From 2017 to 2020, share repurchases gradually declined, but from 2021 the company is buying back a lot of shares. For fiscal 2021, the company returned more cash to shareholders than it generated in free cash flow, and the buyback yield was high at nearly 2%. Year-to-date, the company has returned even more cash to shareholders, as free cash flow fell sharply in the first quarter of this year due to higher capex spending.

Raytheon's Cash Flow Highlights - SEC and Author's Own Calculation

Raytheon’s Cash Flow Highlights (SEC and Author’s Own Calculation)

Looking forward, the company announced a new share repurchase program to buy back $6B of shares. At a market capitalization of $145B, this represents a high buyback yield of 4.1%.

Share repurchases reduce supply while increasing demand when shares are repurchased in the open market. Buybacks can greatly increase the stock price as well as earnings per share and dividends per share. Raytheon’s large share repurchases are a strong catalyst for further share price appreciation.

Raytheon Is Favorably Valued

From the Seeking Alpha Raytheon ticker page, 13 analysts have revised earnings estimates upward. Earnings per share are expected to rise 12% annually over the next few years to $5.98 for fiscal 2024. Revenue is also expected to rise sharply.
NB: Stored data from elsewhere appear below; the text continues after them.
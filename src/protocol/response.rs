//! Outbound response records.
//!
//! A [`Response`] pairs the request `id` with an [`Outcome`]. On the wire it
//! is flattened to one JSON object per line:
//!
//! ```json
//! {"id":"r1","technologies":["PHP","WordPress"]}
//! {"id":"","technologies":[],"error":"invalid json: EOF while parsing an object at line 1 column 19"}
//! ```
//!
//! `technologies` is always present and `error` only appears on failure.

use serde::{Serialize, Serializer};

use crate::fingerprint::TechnologySet;
use crate::{AppError, Result};

/// Result of processing one record.
#[derive(Debug, Clone, PartialEq, Eq)]
pub enum Outcome {
    /// The request was fingerprinted; the set may be empty.
    Detected(TechnologySet),
    /// The record could not be processed.
    Failed(String),
}

/// One response record, produced for exactly one input record.
#[derive(Debug, Clone, PartialEq, Eq)]
pub struct Response {
    /// Echo of the request `id`, empty when it could not be recovered.
    pub id: String,
    /// Success or failure of this record.
    pub outcome: Outcome,
}

impl Response {
    /// Successful response carrying the detected technologies.
    #[must_use]
    pub fn detected(id: impl Into<String>, technologies: TechnologySet) -> Self {
        Self {
            id: id.into(),
            outcome: Outcome::Detected(technologies),
        }
    }

    /// Failed response carrying an error message.
    #[must_use]
    pub fn failed(id: impl Into<String>, message: impl Into<String>) -> Self {
        Self {
            id: id.into(),
            outcome: Outcome::Failed(message.into()),
        }
    }

    /// Error message, if this response reports a failure.
    #[must_use]
    pub fn error(&self) -> Option<&str> {
        match self.outcome {
            Outcome::Failed(ref message) => Some(message),
            Outcome::Detected(_) => None,
        }
    }
}

/// Wire shape of a [`Response`].
#[derive(Serialize)]
struct WireResponse<'a> {
    id: &'a str,
    technologies: Vec<&'a str>,
    #[serde(skip_serializing_if = "Option::is_none")]
    error: Option<&'a str>,
}

impl Serialize for Response {
    fn serialize<S>(&self, serializer: S) -> std::result::Result<S::Ok, S::Error>
    where
        S: Serializer,
    {
        let wire = match self.outcome {
            Outcome::Detected(ref technologies) => WireResponse {
                id: &self.id,
                technologies: technologies.iter().map(String::as_str).collect(),
                error: None,
            },
            Outcome::Failed(ref message) => WireResponse {
                id: &self.id,
                technologies: Vec::new(),
                error: Some(message),
            },
        };
        wire.serialize(serializer)
    }
}

/// Serialize `response` as a single `\n`-terminated JSON line.
///
/// # Errors
///
/// Returns [`AppError::Encode`] if serialization fails.
pub fn encode_line(response: &Response) -> Result<Vec<u8>> {
    let mut line = serde_json::to_vec(response)
        .map_err(|err| AppError::Encode(format!("failed to serialise response: {err}")))?;
    line.push(b'\n');
    Ok(line)
}

/// Minimal error line standing in for a response that failed to encode.
///
/// # Errors
///
/// Returns [`AppError::Encode`] if even the fallback cannot be serialized.
pub fn fallback_line(id: &str, cause: &AppError) -> Result<Vec<u8>> {
    encode_line(&Response::failed(id, cause.to_string()))
}
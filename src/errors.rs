//! Error types shared across the worker.

use std::fmt::{Display, Formatter};

/// Shared worker result type.
pub type Result<T> = std::result::Result<T, AppError>;

/// Worker error enumeration covering all failure modes.
#[derive(Debug)]
pub enum AppError {
    /// Configuration parsing or validation failure.
    Config(String),
    /// Read or write failure on a protocol stream.
    Io(String),
    /// An input record exceeded the configured size bound.
    Framing(String),
    /// A record could not be decoded into a request.
    Decode(String),
    /// A response could not be serialized.
    Encode(String),
    /// Signature dataset loading or compilation failure.
    Signature(String),
}

impl AppError {
    /// Whether this error ends the processing loop.
    ///
    /// Oversize records and stream I/O failures are stream-fatal; every
    /// other variant is confined to the record that produced it.
    #[must_use]
    pub fn is_stream_fatal(&self) -> bool {
        matches!(self, Self::Framing(_) | Self::Io(_))
    }
}

impl Display for AppError {
    fn fmt(&self, f: &mut Formatter<'_>) -> std::fmt::Result {
        match self {
            Self::Config(msg) => write!(f, "config: {msg}"),
            Self::Io(msg) => write!(f, "io: {msg}"),
            Self::Framing(msg) => write!(f, "framing: {msg}"),
            Self::Decode(msg) => write!(f, "invalid json: {msg}"),
            Self::Encode(msg) => write!(f, "encode: {msg}"),
            Self::Signature(msg) => write!(f, "signature: {msg}"),
        }
    }
}

impl std::error::Error for AppError {}

impl From<std::io::Error> for AppError {
    fn from(err: std::io::Error) -> Self {
        Self::Io(err.to_string())
    }
}

impl From<toml::de::Error> for AppError {
    fn from(err: toml::de::Error) -> Self {
        Self::Config(format!("invalid config: {err}"))
    }
}
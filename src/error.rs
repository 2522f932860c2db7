use thiserror::Error;

pub type Result<T> = std::result::Result<T, SyncError>;

/// Closed set of failure kinds at the sync boundary.
///
/// Every variant is fatal: a single failed request or malformed record
/// aborts the run rather than silently skipping data.
#[derive(Debug, Error)]
pub enum SyncError {
    #[error("network request failed: {0}")]
    Network(#[from] reqwest::Error),

    #[error("malformed API response: {0}")]
    MalformedResponse(String),

    #[error("validation failed: {0}")]
    Validation(String),

    #[error("storage error: {0}")]
    Storage(#[from] sqlx::Error),
}
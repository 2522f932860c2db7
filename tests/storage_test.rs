//! Integration tests for the tasks table: idempotent creation, upsert
//! semantics, and nullable columns. These use Storage directly (no network).

use boardsync::storage::Storage;
use boardsync::task::Task;
use chrono::NaiveDate;
use tempfile::TempDir;

/// Helper: open a Storage on a fresh db file in a temp dir.
async fn make_storage(dir: &TempDir) -> Storage {
    Storage::new(&dir.path().join("tasks.db"))
        .await
        .expect("storage init failed")
}

fn sample_task(id: i64) -> Task {
    Task {
        id,
        name: format!("task {id}"),
        label: "backend".to_string(),
        priority_text: "High".to_string(),
        people: "Ada".to_string(),
        date: NaiveDate::from_ymd_opt(2024, 1, 15),
        project_status: "In progress".to_string(),
        effort: Some(5),
        relevant: true,
    }
}

#[tokio::test]
async fn test_upsert_inserts_new_rows() {
    let dir = TempDir::new().unwrap();
    let storage = make_storage(&dir).await;

    storage.upsert_task(&sample_task(100)).await.unwrap();
    storage.upsert_task(&sample_task(101)).await.unwrap();

    assert_eq!(storage.count_tasks().await.unwrap(), 2);
    let row = storage.get_task(100).await.unwrap().unwrap();
    assert_eq!(row.name, "task 100");
    assert_eq!(row.date.as_deref(), Some("2024-01-15"));
    assert!(row.relevant);
}

#[tokio::test]
async fn test_upsert_is_idempotent() {
    let dir = TempDir::new().unwrap();
    let storage = make_storage(&dir).await;

    let task = sample_task(100);
    storage.upsert_task(&task).await.unwrap();
    let first = storage.list_tasks().await.unwrap();

    // Same remote data again — row count and contents must not change.
    storage.upsert_task(&task).await.unwrap();
    let second = storage.list_tasks().await.unwrap();

    assert_eq!(first, second);
    assert_eq!(second.len(), 1);
}

#[tokio::test]
async fn test_upsert_last_write_wins() {
    let dir = TempDir::new().unwrap();
    let storage = make_storage(&dir).await;

    storage.upsert_task(&sample_task(100)).await.unwrap();

    let mut changed = sample_task(100);
    changed.name = "renamed".to_string();
    changed.people = "Grace".to_string();
    changed.date = None;
    changed.effort = None;
    changed.relevant = false;
    storage.upsert_task(&changed).await.unwrap();

    assert_eq!(storage.count_tasks().await.unwrap(), 1);
    let row = storage.get_task(100).await.unwrap().unwrap();
    assert_eq!(row.name, "renamed");
    assert_eq!(row.people, "Grace");
    assert_eq!(row.date, None);
    assert_eq!(row.effort, None);
    assert!(!row.relevant);
}

#[tokio::test]
async fn test_nullable_and_empty_fields_round_trip() {
    let dir = TempDir::new().unwrap();
    let storage = make_storage(&dir).await;

    let mut task = sample_task(100);
    task.label = String::new();
    task.date = None;
    task.effort = None;
    storage.upsert_task(&task).await.unwrap();

    let row = storage.get_task(100).await.unwrap().unwrap();
    assert_eq!(row.label, "");
    assert_eq!(row.date, None);
    assert_eq!(row.effort, None);
}

#[tokio::test]
async fn test_table_creation_is_idempotent_across_opens() {
    let dir = TempDir::new().unwrap();

    let storage = make_storage(&dir).await;
    storage.upsert_task(&sample_task(100)).await.unwrap();
    storage.close().await;

    // Re-opening on the same file re-runs CREATE TABLE IF NOT EXISTS and
    // must not disturb existing rows.
    let storage2 = make_storage(&dir).await;
    assert_eq!(storage2.count_tasks().await.unwrap(), 1);
}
The P/E ratio is a common metric to gain insight in the stock’s valuation. The expected stock price is determined by multiplying the average P/E ratio by the expected earnings per share. Raytheon’s 5-year average non-GAAP P/E ratio is 19, and fiscal earnings per share for 2024 is $5.98. We arrive at a share price of $113.62 for the end of fiscal 2024. Investors can expect an average share price return of 7.9% per year. Including dividends of about 2.2%, we arrive at a solid pre-tax return of 10.1% per year.

Raytheon's Earnings Estimates - Seeking Alpha RTX Ticker Page

Raytheon’s Earnings Estimates (Seeking Alpha RTX Ticker Page)

Conclusion

Raytheon has been awarded many contracts during the war between Ukraine and Russia. In less than a month, Raytheon has won contracts worth more than $2B. Shares are already up 16%, while the S&P 500 is down 19%. Revenue is expected to grow by an average of 8% per year, and earnings per share by 12% per year over the upcoming years. The dividend per share is growing steadily at an average of 5.6%. The company announced a large share repurchase program worth $6B, representing a 4% buyback yield. The share repurchases should drive the stock price higher. Raytheon Technologies Corporation stock is favorably valued, and total pre-tax returns are estimated at 10% per year for the next few years. Raytheon Technologies stock is worth buying.